Much has been said about the Black Panthers, but a few things need to be clarified. The current Black Panthers Party has nothing to do with the old one. The New Black Panther Party are 5 Percenter Black Muslims and the original Black Panthers where revolutionary Progressives. The old ones where just as vile and outright traitors. The Black Panthers were Maoists and claimed to be part of an Internationalist 3rd World struggle.
The Black Panther Party (originally the Black Panther Party for Self-Defense) was an African-Americanrevolutionary left-wing organization working for the self-defense for black people. It was active in the United States from the mid-1960s into the 1970s. The Black Panther Party achieved national and international impact through their deep involvement in the Black Power movement and in US politics of the 1960s and 70s, as the intense anti-racism of the time is today considered one of the most significant social, political and cultural currents in US history. The group’s “provocative rhetoric, militant posture, and cultural and political flourishes permanently altered the contours of American Identity.”[1]
Founded in Oakland, California, by Bobby Seale and Huey P. Newton on October 15, 1966, the organization initially set forth a doctrine calling primarily for the protection of African American neighborhoods from police brutality.[2] But the Black Panther Party’s objectives and philosophy expanded and evolved rapidly during the party’s existence. The organization’s leaders passionately espoused socialist and communist (largely Maoist) doctrines, but the Party’s black nationalist[3] Ideological consensus within the party was difficult to achieve, and some prominent members openly disagreed with the views of the leaders. reputation attracted an ideologically diverse membership.
The organization’s official newspaper, The Black Panther, was first circulated in 1967. Also that year, the Black Panther Party marched on the California State Capitol in Sacramento in protest of a selective ban on weapons.
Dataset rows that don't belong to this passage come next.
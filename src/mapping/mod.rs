//! Transition-id mappings
//!
//! The trie engine never looks at characters directly. A [`TransitionIds`]
//! implementation decomposes every code point into one or more small
//! non-negative ids, and the engine adds those ids to `base` offsets. The
//! choice of decomposition trades array density against path length:
//!
//! - [`Utf8Mapping`] - one id per UTF-8 byte, alphabet of 256
//! - [`HighFreqRangeMapping`] - one dense id per character of a frequent range
//!   (CJK by default), escape + UTF-8 bytes for everything else
//! - [`VarIntMapping`] - code point split into 7-bit groups, alphabet of 257
//!
//! Every mapping reserves id 0 for the key terminator, which is the id
//! sequence of `'\0'`. Keys may therefore never contain `'\0'`.

mod high_freq;
mod utf8;
mod varint;

pub use high_freq::HighFreqRangeMapping;
pub use utf8::Utf8Mapping;
pub use varint::VarIntMapping;

/// Character appended to every key to mark its end
pub const TERMINATOR_CHAR: char = '\0';

/// Decomposition of code points into transition ids
///
/// Implementations must be deterministic and total, and must satisfy:
///
/// - `ids_for_char('\0', ..)` appends exactly `[self.terminator_id()]`
/// - no other character produces the terminator id anywhere in its sequence
/// - every produced id is below `alphabet_size()`
/// - the per-character sequences are prefix-free, so concatenations decode
///   unambiguously
pub trait TransitionIds {
    /// Append the ids of one scalar value to `out`
    fn ids_for_char(&self, ch: char, out: &mut Vec<u32>);

    /// Ids of a whole string: the concatenation of its per-character ids
    fn ids_for_str(&self, s: &str) -> Vec<u32> {
        let mut ids = Vec::with_capacity(s.len() + 1);
        for ch in s.chars() {
            self.ids_for_char(ch, &mut ids);
        }
        ids
    }

    /// Reserved id marking the end of a key
    fn terminator_id(&self) -> u32;

    /// Exclusive upper bound on every id this mapping produces
    fn alphabet_size(&self) -> u32;
}

/// Inverse of a [`TransitionIds`] mapping, used to rebuild keys during
/// iteration
pub trait DecodeIds: TransitionIds {
    /// Decode a terminator-free id sequence back into its string
    ///
    /// Returns `None` when `ids` is not a valid concatenation of character
    /// sequences.
    fn decode(&self, ids: &[u32]) -> Option<String>;
}

#[cfg(test)]
mod tests {
    use super::*;

    fn assert_contract<M: DecodeIds>(mapping: &M, samples: &[&str]) {
        let mut ids = Vec::new();
        mapping.ids_for_char(TERMINATOR_CHAR, &mut ids);
        assert_eq!(ids, vec![mapping.terminator_id()]);

        for sample in samples {
            let ids = mapping.ids_for_str(sample);
            assert!(ids.iter().all(|&id| id < mapping.alphabet_size()));
            assert!(!ids.contains(&mapping.terminator_id()), "{:?}", sample);
            assert_eq!(mapping.decode(&ids).as_deref(), Some(*sample));
        }
    }

    #[test]
    fn test_all_mappings_honor_contract() {
        let samples = ["a", "hello", "caf\u{e9}", "\u{4eca}\u{5929}", "\u{1f600}x", "\u{7f}\u{80}"];
        assert_contract(&Utf8Mapping, &samples);
        assert_contract(&HighFreqRangeMapping::default(), &samples);
        assert_contract(&VarIntMapping, &samples);
    }

    #[test]
    fn test_default_ids_for_str_concatenates() {
        let mapping = Utf8Mapping;
        let mut expected = Vec::new();
        mapping.ids_for_char('a', &mut expected);
        mapping.ids_for_char('\u{e9}', &mut expected);
        assert_eq!(mapping.ids_for_str("a\u{e9}"), expected);
        assert!(mapping.ids_for_str("").is_empty());
    }
}
//! Statistics reporting for trie structures

/// Statistics about a trie's state and memory usage
#[derive(Debug, Clone, Default, PartialEq)]
pub struct TrieStats {
    /// Occupied states, root and terminal slots included
    pub num_states: usize,
    /// Number of keys stored
    pub num_keys: usize,
    /// Total number of transitions
    pub num_transitions: usize,
    /// Slots in the free list
    pub free_slots: usize,
    /// Length of the `base`/`check` arrays
    pub array_len: usize,
    /// Memory usage in bytes
    pub memory_usage: usize,
    /// Space efficiency (bits per key)
    pub bits_per_key: f64,
}

impl TrieStats {
    /// Create new empty statistics
    pub fn new() -> Self {
        Self::default()
    }

    /// Calculate bits per key
    pub fn calculate_bits_per_key(&mut self) {
        if self.num_keys > 0 {
            self.bits_per_key = (self.memory_usage * 8) as f64 / self.num_keys as f64;
        }
    }

    /// Fraction of array slots in use
    pub fn load_factor(&self) -> f64 {
        if self.array_len == 0 {
            0.0
        } else {
            self.num_states as f64 / self.array_len as f64
        }
    }
}

/// Trait for automata that provide performance statistics
pub trait StatisticsProvider {
    /// Get detailed statistics about the trie
    fn stats(&self) -> TrieStats;

    /// Get memory usage in bytes
    fn memory_usage(&self) -> usize {
        self.stats().memory_usage
    }

    /// Get space efficiency in bits per key
    fn bits_per_key(&self) -> f64 {
        self.stats().bits_per_key
    }
}

#[cfg(test)]
mod tests {
    use super::*;

    #[test]
    fn test_trie_stats() {
        let mut stats = TrieStats::new();
        stats.num_keys = 100;
        stats.memory_usage = 1024;

        stats.calculate_bits_per_key();
        assert!((stats.bits_per_key - 81.92).abs() < 0.01);
    }

    #[test]
    fn test_empty_stats() {
        let mut stats = TrieStats::new();
        stats.calculate_bits_per_key();
        assert_eq!(stats.bits_per_key, 0.0);
        assert_eq!(stats.load_factor(), 0.0);

        stats.num_states = 25;
        stats.array_len = 100;
        assert!((stats.load_factor() - 0.25).abs() < f64::EPSILON);
    }
}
By 1968, the party had expanded into many cities throughout the United States, including New Orleans, Chicago, Los Angeles, Detroit, San Diego, Denver, Newark, New York City, Boston, Dallas, Philadelphia, Pittsburgh, Cleveland, Seattle, Washington, D.C., and Baltimore. Membership reached 5,000 and their newspaper, under the editorial leadership of Eldridge Cleaver, had a circulation of 250,000.[4] The group created a Ten-Point Program, a document that called for “Land, Bread, Housing, Education, Clothing, Justice and Peace”, as well as exemption from conscription for African-American men, among other demands.[5] With the Ten-Point program, “What we Want, What We Believe”, the Black Panther Party captured in uncompromising language the collective economic and political grievances articulated by black radicals and many black liberals since the 1930s.
The ideology of this organization is Progressive. In fact, a website dedicated to the Black Panthers describes them as such.
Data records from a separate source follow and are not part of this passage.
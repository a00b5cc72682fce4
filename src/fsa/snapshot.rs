//! Snapshot and restore of the trie arrays
//!
//! A [`TrieSnapshot`] carries the raw `base`/`check` contents and the key
//! count. Restoring validates the layout before the arrays are trusted: array
//! lengths, the sentinel and root slots, the free list, every parent link and
//! the number of terminal slots.

use crate::config::{Config, DatrieConfig};
use crate::error::{DatrieError, Result};
use crate::fsa::double_array::{BaseEntry, DoubleArray, LEAF_BIT, MAX_STATES, ROOT, SENTINEL};
use crate::fsa::double_array_trie::DoubleArrayTrie;
use crate::mapping::TransitionIds;
use serde::{Deserialize, Serialize};

/// Raw array contents of a [`DoubleArrayTrie`]
///
/// # Examples
///
/// ```rust
/// use datrie::{DatrieConfig, DoubleArrayTrie, TrieSnapshot, Utf8Mapping};
///
/// let mut trie = DoubleArrayTrie::new();
/// trie.cover_insert("key", 9).unwrap();
///
/// let json = serde_json::to_string(&trie.snapshot()).unwrap();
/// let snapshot: TrieSnapshot = serde_json::from_str(&json).unwrap();
/// let restored = DoubleArrayTrie::from_snapshot(snapshot, DatrieConfig::default(), Utf8Mapping).unwrap();
/// assert_eq!(restored.get("key"), Some(9));
/// ```
#[derive(Debug, Clone, PartialEq, Eq, Serialize, Deserialize)]
pub struct TrieSnapshot {
    /// `base` array
    pub base: Vec<i32>,
    /// `check` array
    pub check: Vec<i32>,
    /// Number of stored keys
    pub num_keys: usize,
}

impl TrieSnapshot {
    /// Check the snapshot against a mapping's id range
    pub fn validate(&self, alphabet_size: u32, terminator_id: u32) -> Result<()> {
        let len = self.base.len();
        if len != self.check.len() {
            return Err(corrupt(format!(
                "base has {} slots but check has {}",
                len,
                self.check.len()
            )));
        }
        if len <= ROOT || len > MAX_STATES {
            return Err(corrupt(format!("array length {} out of range", len)));
        }
        if self.check[ROOT] != 0 || self.base[ROOT] <= 0 || self.base[ROOT] & LEAF_BIT != 0 {
            return Err(corrupt("root slot is not an inner state"));
        }

        let free = self.validate_free_list()?;
        let vacant = (ROOT + 1..len).filter(|&s| self.check[s] <= 0).count();
        if free != vacant {
            return Err(corrupt(format!(
                "free list holds {} slots but {} slots are vacant",
                free, vacant
            )));
        }

        let mut terminals = 0;
        for state in ROOT + 1..len {
            let parent = self.check[state];
            if parent <= 0 {
                continue;
            }
            let parent = parent as usize;
            if parent >= len || (parent != ROOT && self.check[parent] <= 0) {
                return Err(corrupt(format!("state {} has dead parent {}", state, parent)));
            }
            let offset = match BaseEntry::decode(self.base[parent]) {
                BaseEntry::Offset(offset) if offset > 0 => offset as usize,
                _ => return Err(corrupt(format!("parent {} of state {} is a terminal slot", parent, state))),
            };
            if state < offset || state - offset >= alphabet_size as usize {
                return Err(corrupt(format!(
                    "state {} is not reachable from parent {} with base {}",
                    state, parent, offset
                )));
            }
            let id = state - offset;
            match BaseEntry::decode(self.base[state]) {
                BaseEntry::Value(_) if id == terminator_id as usize => terminals += 1,
                BaseEntry::Offset(child_offset) if child_offset > 0 && id != terminator_id as usize => {}
                _ => return Err(corrupt(format!("state {} has an invalid base entry", state))),
            }
        }

        if terminals != self.num_keys {
            return Err(corrupt(format!(
                "{} terminal slots but {} keys recorded",
                terminals, self.num_keys
            )));
        }
        Ok(())
    }

    /// Walk the free list, returning its length
    fn validate_free_list(&self) -> Result<usize> {
        let len = self.base.len();
        let mut visited = vec![false; len];
        let mut prev = SENTINEL;
        let mut count = 0;
        loop {
            let next = self.check[prev];
            if next > 0 {
                return Err(corrupt(format!("free slot {} links into occupied slot {}", prev, next)));
            }
            let next = next.unsigned_abs() as usize;
            if next == SENTINEL {
                break;
            }
            if next <= ROOT || next >= len || visited[next] {
                return Err(corrupt(format!("free list revisits or escapes at slot {}", next)));
            }
            if self.base[next] != -(prev as i32) {
                return Err(corrupt(format!("free slot {} has a broken back link", next)));
            }
            visited[next] = true;
            prev = next;
            count += 1;
        }
        if self.base[SENTINEL] != -(prev as i32) {
            return Err(corrupt("free list tail does not match the sentinel"));
        }
        Ok(count)
    }
}

fn corrupt<S: Into<String>>(message: S) -> DatrieError {
    DatrieError::invalid_data(message)
}

impl<M: TransitionIds> DoubleArrayTrie<M> {
    /// Copy out the arrays and the key count
    pub fn snapshot(&self) -> TrieSnapshot {
        TrieSnapshot {
            base: self.array().base_raw().to_vec(),
            check: self.array().check_raw().to_vec(),
            num_keys: self.len(),
        }
    }

    /// Rebuild a trie from a snapshot taken with the same mapping
    ///
    /// `config.growth_chunk` applies to future growth; `initial_size` is
    /// ignored since the arrays already exist.
    pub fn from_snapshot(snapshot: TrieSnapshot, config: DatrieConfig, mapping: M) -> Result<Self> {
        config.validate()?;
        snapshot.validate(mapping.alphabet_size(), mapping.terminator_id())?;
        log::debug!(
            "restoring trie with {} keys over {} slots",
            snapshot.num_keys,
            snapshot.base.len()
        );
        let TrieSnapshot { base, check, num_keys } = snapshot;
        let array = DoubleArray::from_raw(base, check, config.growth_chunk);
        Ok(Self::from_parts(array, num_keys, mapping, config))
    }
}

#[cfg(test)]
mod tests {
    use super::*;
    use crate::mapping::Utf8Mapping;

    fn sample() -> DoubleArrayTrie {
        let config = DatrieConfig {
            initial_size: 32,
            growth_chunk: 16,
        };
        let mut trie = DoubleArrayTrie::with_config(config, Utf8Mapping).unwrap();
        for (i, key) in ["a", "ab", "abc", "b", "bcd"].iter().enumerate() {
            trie.cover_insert(key, i as u32).unwrap();
        }
        trie.delete("ab");
        trie
    }

    #[test]
    fn test_round_trip() {
        let trie = sample();
        let snapshot = trie.snapshot();
        assert!(snapshot.validate(256, 0).is_ok());

        let mut restored =
            DoubleArrayTrie::from_snapshot(snapshot, trie.config().clone(), Utf8Mapping).unwrap();
        assert_eq!(restored.len(), 4);
        assert_eq!(restored.get("abc"), Some(2));
        assert_eq!(restored.get("ab"), None);
        assert_eq!(restored.free_slots(), trie.free_slots());

        restored.cover_insert("ab", 9).unwrap();
        assert_eq!(restored.get("ab"), Some(9));
    }

    #[test]
    fn test_length_mismatch() {
        let mut snapshot = sample().snapshot();
        snapshot.check.pop();
        assert!(matches!(snapshot.validate(256, 0), Err(DatrieError::InvalidData { .. })));
    }

    #[test]
    fn test_key_count_mismatch() {
        let mut snapshot = sample().snapshot();
        snapshot.num_keys += 1;
        assert!(snapshot.validate(256, 0).is_err());
    }

    #[test]
    fn test_free_list_cycle() {
        let mut snapshot = sample().snapshot();
        let head = (-snapshot.check[SENTINEL]) as usize;
        snapshot.check[head] = -(head as i32);
        assert!(snapshot.validate(256, 0).is_err());
    }

    #[test]
    fn test_orphaned_free_slot() {
        let mut snapshot = sample().snapshot();
        // Unlink the tail without clearing it
        let tail = (-snapshot.base[SENTINEL]) as usize;
        let prev = (-snapshot.base[tail]) as usize;
        snapshot.check[prev] = 0;
        snapshot.base[SENTINEL] = -(prev as i32);
        assert!(snapshot.validate(256, 0).is_err());
    }

    #[test]
    fn test_broken_parent() {
        let trie = sample();
        let mut snapshot = trie.snapshot();
        let occupied = (ROOT + 1..snapshot.check.len())
            .find(|&s| snapshot.check[s] > 0)
            .unwrap();
        snapshot.check[occupied] = snapshot.check.len() as i32 + 5;
        assert!(snapshot.validate(256, 0).is_err());
    }

    #[test]
    fn test_bad_root() {
        let mut snapshot = sample().snapshot();
        snapshot.base[ROOT] = 5 | LEAF_BIT;
        assert!(snapshot.validate(256, 0).is_err());
    }
}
The Black Panther Party was a progressive political organization that stood in the vanguard of the most powerful movement for social change in America since the Revolution of 1776 and the Civil War: that dynamic episode generally referred to as The Sixties. It is the sole black organization in the entire history of black struggle against slavery and oppression in the United States that was armed and promoted a revolutionary agenda, and it represents the last great thrust by the mass of black people for equality, justice and freedom.
The key is that the Black Panthers viewed themselves as part of a global Progressive struggle against Colonialism and Capitalism. If this sounds familiar, well it should. This was the rhetoric of 3rd World Liberation leaders Fidel Castro and Che Guevara. It is no secret that the Black Panthers had ties to Cuban Intelligence and many even fled there. They were trained in assassinations, explosives and urban warfare by the Castro regime. They had no qualms using violence to achieve their goals.
The Black Panthers laid the ground work for modern gangs like the Crips and Gangsta Disciples, who both claim to have Black Panther ties. Despite all the lip service claiming they were for the community, they really were just thugs. They have hijacked planes, killed cops, robbed banks, run prostitution rings and sold narcotics. This is the real legacy of the Black Panthers, the glorification of street violence in the Black Community.
This is Progressivism in action, 3rd World Liberation meets street violence.